When Seattleite Kendall was in his twenties, he and his first wife conceived each of their two children the first month they tried. Then, he got a vasectomy. After divorcing and remarrying, Kendall had his vasectomy reversed—but this time, he and his new wife had trouble conceiving. “To be on the other end of the spectrum and have it be such a challenge was mind-boggling for me,” he said.
For about one-third of heterosexual couples that struggle with fertility, male factor infertility is the cause. And some sperm abnormality or problem with sperm production or delivery is a part of almost half of fertility challenges. Yet no matter what the cause, the woman is almost always the primary focus of treatment. If a man’s sperm count is low, his partner may have his sperm injected through intrauterine insemination, or her eggs might be harvested to combine with his sperm in the lab.
As a result, men and women may respond differently to infertility. Women might process their feelings about what’s happening in their bodies outwardly—whether through tears or simply wanting to talk.
Seeing grief, anger, and other strong emotions may make a man feel powerless, as there’s little he can do to fix the problem. “The most painful part is seeing the person they love more than anyone in the world in so much pain,” said Gretchen Sewall, a registered nurse and licensed clinical social worker at Seattle Reproductive Medicine. Men may put their energy into work, exercise, and other pastimes, needing to feel productive and in control.
In the heterosexual couples that Sewall sees at the fertility center, men are often very focused on protecting their family. Infertility threatens that very family unit they work so hard to shelter.
Even though much of Kendall’s professional work focused on women’s health and well being, he fell into a typical male role, and struggled to support his wife while dealing with his own emotions. At times, he felt ambivalent about having more children. At the same time, he realized his wife—whom he’d only seen in her role as an accomplished, high-level professional—also considered having children to be a critical part of her identity. “While you’re going through infertility together, it really does feel like you’re stuck in your own silos,” he said.
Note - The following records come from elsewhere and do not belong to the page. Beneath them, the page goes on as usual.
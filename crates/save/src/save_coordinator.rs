// ---------------------------------------------------------------------------
// SaveCoordinator: serializes file saves and cleans up interrupted writes
// ---------------------------------------------------------------------------

use std::fs;
use std::path::{Path, PathBuf};

use parking_lot::Mutex;
use simulation::SharedGameState;
use tracing::{info, warn};

use crate::save_error::SaveError;
use crate::save_load::{LoadResult, SaveLoadManager};

/// Wraps a [`SaveLoadManager`] so that at most one file operation runs at a
/// time. Two saves never race on the same `.tmp` file.
pub struct SaveCoordinator {
    manager: SaveLoadManager,
    file_lock: Mutex<()>,
}

impl SaveCoordinator {
    pub fn new(manager: SaveLoadManager) -> Self {
        Self {
            manager,
            file_lock: Mutex::new(()),
        }
    }

    pub fn manager(&self) -> &SaveLoadManager {
        &self.manager
    }

    /// True while another thread is saving or loading through this
    /// coordinator.
    pub fn is_busy(&self) -> bool {
        self.file_lock.is_locked()
    }

    pub fn save_to_file(&self, state: &SharedGameState, path: &Path) -> Result<usize, SaveError> {
        let _guard = self.file_lock.lock();
        self.manager.save_to_file(state, path)
    }

    pub fn load_file(&self, path: &Path) -> Result<LoadResult, SaveError> {
        let _guard = self.file_lock.lock();
        self.manager.load_file(path)
    }

    /// Remove `.tmp` files left in `dir` by writes that never reached their
    /// rename. Returns the number of files removed.
    pub fn clean_stale_tmp(&self, dir: &Path) -> std::io::Result<usize> {
        let _guard = self.file_lock.lock();
        let mut cleaned = 0;
        for path in find_tmp_files(dir)? {
            match fs::remove_file(&path) {
                Ok(()) => {
                    info!("Cleaned up stale tmp file: {}", path.display());
                    cleaned += 1;
                }
                Err(e) => warn!("Failed to remove tmp file {}: {}", path.display(), e),
            }
        }
        Ok(cleaned)
    }
}

fn find_tmp_files(dir: &Path) -> std::io::Result<Vec<PathBuf>> {
    let mut tmp_files = Vec::new();
    for entry in fs::read_dir(dir)? {
        let path = entry?.path();
        if path.is_file() && path.extension().is_some_and(|ext| ext == "tmp") {
            tmp_files.push(path);
        }
    }
    tmp_files.sort();
    Ok(tmp_files)
}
For lesbian couples dealing with infertility, other challenges can arise. Sometimes couples come in where one partner wants to be the one having the baby; the non-gestating partner may need support defining what her role is, because she’s “not simply like a dad,” Sewall said. A woman struggling with fertility can become jealous of and competitive with a partner who can conceive easily. (Male couples can also be confronted with fertility issues if a surrogate has a miscarriage—what seems like an adventure into parenthood can become a much harder process.)
Struggles like these can try any relationship. One strategy is to plan 20-minute sessions in which the couple talks about what they’re going through—both talking, both listening, both responding to the other’s concerns. After those 20 minutes, the couple doesn’t bring up the subject until the next designated time.
Only after his wife became pregnant after five rounds of IVF did Kendall realize that they’d been on a long journey during which most of the attention had been focused on her—“and rightly so,” he said. Looking back, he thinks that had he been more aware of the importance of finding support for himself, he would have been better able to help his wife.
Both Sewall and the staff at Resolve have noticed that, in relationships with a solid foundation, infertility can often strengthen a couple’s bond, while in partnerships with problems, on the other hand, infertility can expose the fault lines. While Kendall and his wife are just beginning to deal with some of the issues that infertility brought up in their relationship, their commitment to each other is stronger than ever, and the joy that they share in their young son is “just immense,” he said.
And revealing their deepest fears and grief can often show a couple just how strong they are. Sewall recalls a session in which she asked a husband and wife to tell each other three things they really needed from the other person that day—anything at all, from making dinner to better listening. The woman looked at her partner and told him there was only one thing, and she’s been embarrassed to ask, because she was worried he would be too hurt: that he be there to hold her hand while she was inseminated with donor sperm. And the husband replied that he had ben worried about embarrassing her, but that’s exactly what he wanted, too.